Dir. Stephane Brize, France, 2005, 93 mins, subtitles
Cast: Patrick Chesnais, Anne Consigny, Georges Wilson, Lionel Abelanski, Cyril Couton
Review by Hemanth Kissoon
"You fuck me off! You fuck me off!” Jean-Claude Delsart (Chesnais)
Romantic-dramas/comedies continually speak to an audience about miscommunication between lovers, especially between the sexes. From Shakespeare to Austen to Hawks to Jeunet, the literary, theatrical and cinematic taps into misunderstanding, second-guessing and pride, all tripping up courtship. Not Here to Be Loved is a cut above the generic fluff that gets churned out for mass consumption by overcoming the formula, through eschewing the gloss and not guaranteeing a happy outcome, which dogs the genre. It is a romantic-drama that is touching without sentimentality.

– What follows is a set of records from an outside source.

//! Line-oriented `key=value` encoding
//!
//! Lines starting with `#` or `!` are comments, kept with their original
//! line number and written back at the same position. Lines without `=` are
//! dropped. The first `=` splits key from value; the rest of the line is the
//! value verbatim. When a key repeats, only its first occurrence is kept.

use super::{DocumentFormat, Encoding};
use crate::error::StashResult;
use crate::path::PathError;
use indexmap::IndexMap;
use serde_json::{Map, Value};
use std::collections::BTreeMap;

/// Parsed properties file
#[derive(Debug, Clone, Default, PartialEq, Eq)]
pub struct PropertiesTree {
    entries: IndexMap<String, String>,
    comments: BTreeMap<usize, String>,
}

impl PropertiesTree {
    pub fn parse(text: &str) -> Self {
        let mut tree = Self::default();
        for (line_no, line) in text.lines().enumerate() {
            if line.starts_with('#') || line.starts_with('!') {
                tree.comments.insert(line_no, line.to_string());
            } else if let Some((key, value)) = line.split_once('=') {
                tree.entries
                    .entry(key.to_string())
                    .or_insert_with(|| value.to_string());
            }
        }
        tree
    }

    /// Interleave comments at their recorded line numbers with entries in
    /// their current order
    pub fn render(&self) -> String {
        let mut out = String::new();
        let mut entries = self.entries.iter();
        let last_comment = self.comments.keys().next_back().copied();
        let mut line_no = 0;

        loop {
            if let Some(comment) = self.comments.get(&line_no) {
                out.push_str(comment);
                out.push('\n');
            } else if let Some((key, value)) = entries.next() {
                out.push_str(key);
                out.push('=');
                out.push_str(value);
                out.push('\n');
            } else if !last_comment.is_some_and(|last| line_no < last) {
                break;
            }
            line_no += 1;
        }
        out
    }

    pub fn get(&self, key: &str) -> Option<&str> {
        self.entries.get(key).map(String::as_str)
    }

    /// Set or (with `None`) remove a key. Existing keys keep their position.
    pub fn set(&mut self, key: &str, value: Option<String>) {
        match value {
            Some(value) => {
                self.entries.insert(key.to_string(), value);
            }
            None => {
                self.entries.shift_remove(key);
            }
        }
    }

    pub fn keys(&self) -> impl Iterator<Item = &str> {
        self.entries.keys().map(String::as_str)
    }

    pub fn len(&self) -> usize {
        self.entries.len()
    }

    pub fn is_empty(&self) -> bool {
        self.entries.is_empty()
    }

    /// Comment lines keyed by their original line number
    pub fn comments(&self) -> &BTreeMap<usize, String> {
        &self.comments
    }
}

/// `key=value` files with positional comments
pub struct Properties;

impl Encoding for Properties {
    type Tree = PropertiesTree;

    const FORMAT: DocumentFormat = DocumentFormat::Properties;

    fn empty() -> Self::Tree {
        PropertiesTree::default()
    }

    fn parse(text: &str) -> StashResult<Self::Tree> {
        Ok(PropertiesTree::parse(text))
    }

    fn render(tree: &Self::Tree) -> StashResult<String> {
        Ok(tree.render())
    }

    fn get(tree: &Self::Tree, address: &str) -> Option<Value> {
        tree.get(address).map(|value| Value::String(value.to_string()))
    }

    fn set(tree: &mut Self::Tree, address: &str, value: Option<Value>) -> Result<(), PathError> {
        let value = value.map(|value| match value {
            Value::String(s) => s,
            other => other.to_string(),
        });
        tree.set(address, value);
        Ok(())
    }

    fn to_value(tree: &Self::Tree) -> Value {
        let map: Map<String, Value> = tree
            .entries
            .iter()
            .map(|(k, v)| (k.clone(), Value::String(v.clone())))
            .collect();
        Value::Object(map)
    }
}
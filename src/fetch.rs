//! Plain fetch-by-address over HTTP(S)
//!
//! Used as the content cache's renewal callback by the CLI.

use crate::error::{StashError, StashResult};
use std::time::Duration;
use tracing::debug;

/// Fetch `url` as text, giving up after `timeout`
pub async fn fetch_text(url: &str, timeout: Duration) -> StashResult<String> {
    let owned = url.to_string();
    tokio::task::spawn_blocking(move || fetch_blocking(&owned, timeout))
        .await
        .map_err(|e| StashError::Internal(format!("fetch task failed: {}", e)))?
}

fn fetch_blocking(url: &str, timeout: Duration) -> StashResult<String> {
    debug!("Fetching {}", url);
    let agent: ureq::Agent = ureq::Agent::config_builder()
        .timeout_global(Some(timeout))
        .build()
        .into();

    let mut response = agent
        .get(url)
        .call()
        .map_err(|e| StashError::fetch(url, e.to_string()))?;
    let body = response
        .body_mut()
        .read_to_string()
        .map_err(|e| StashError::fetch(url, e.to_string()))?;

    debug!("Fetched {} bytes from {}", body.len(), url);
    Ok(body)
}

Jean-Claude Delsart has inherited the family bailiff business from his retired, crotchety father (Wilson). In his fifties, the job has slowly and unwittingly eroded away at his soul. He is so buttoned-down emotionally that he barely smiles. Repossessing from the poor brings him no pleasure. Jean-Claude is no-longer married and his grown-up son (Couton) has just started in the business, but his son’s heart is not in it. He is a gentle, natural-born horticulturist. The repressed Jean-Claude’s only (secret) passion is tango lessons, a melancholy dance that subconsciously calls to him. There he meets Françoise Rubicon (Consigny), a warm-hearted thirty-something about to marry Thierry (Abelanski), a whiney self-absorbed would-be novelist. Both Françoise and Jean-Claude are in prisons of the self, not knowing how they got there. A romance tentatively begins to blossom.
The film definitely falls into the genre conventions of unspoken love, missed opportunities, unrequited suitors being a spanner in the works, weddings and self-discovery. Not Here to Be Loved gets away with the party line because of the great acting and believable dialogue. Unspoken passion has potential heart-break written all over it, and can be far more satisfying than declarations in the rain or to a sympathetic best friend (see The House of Mirth, Remains of the Day and Crouching Tiger, Hidden Dragon). It’s too easy to say it, difficult to say it well, and even more so to merely imply it. What also elevates the film are the motifs such as the chore of climbing upstairs for Jean-Claude for his unfulfilling job contrasted with gliding across the floor for his escape; or the washed-out colour, bar the tango lessons. His doctor also tells him at the beginning of the film that he has a ‘coronary insufficiency’, a hint to just about everyone in the film.
The film is not one-note, dealing only with romance, but about the relationship between fathers and sons. They do not seem to get each other; the leap of understanding is too far. There is also a strong suggestion that the inability to express affection instead of stoking it can strangle it.
Like all great films with dancing as a theme, it really is about awakening something dormant, and channelling love and passion, which Not Here to Be Loved does with aplomb.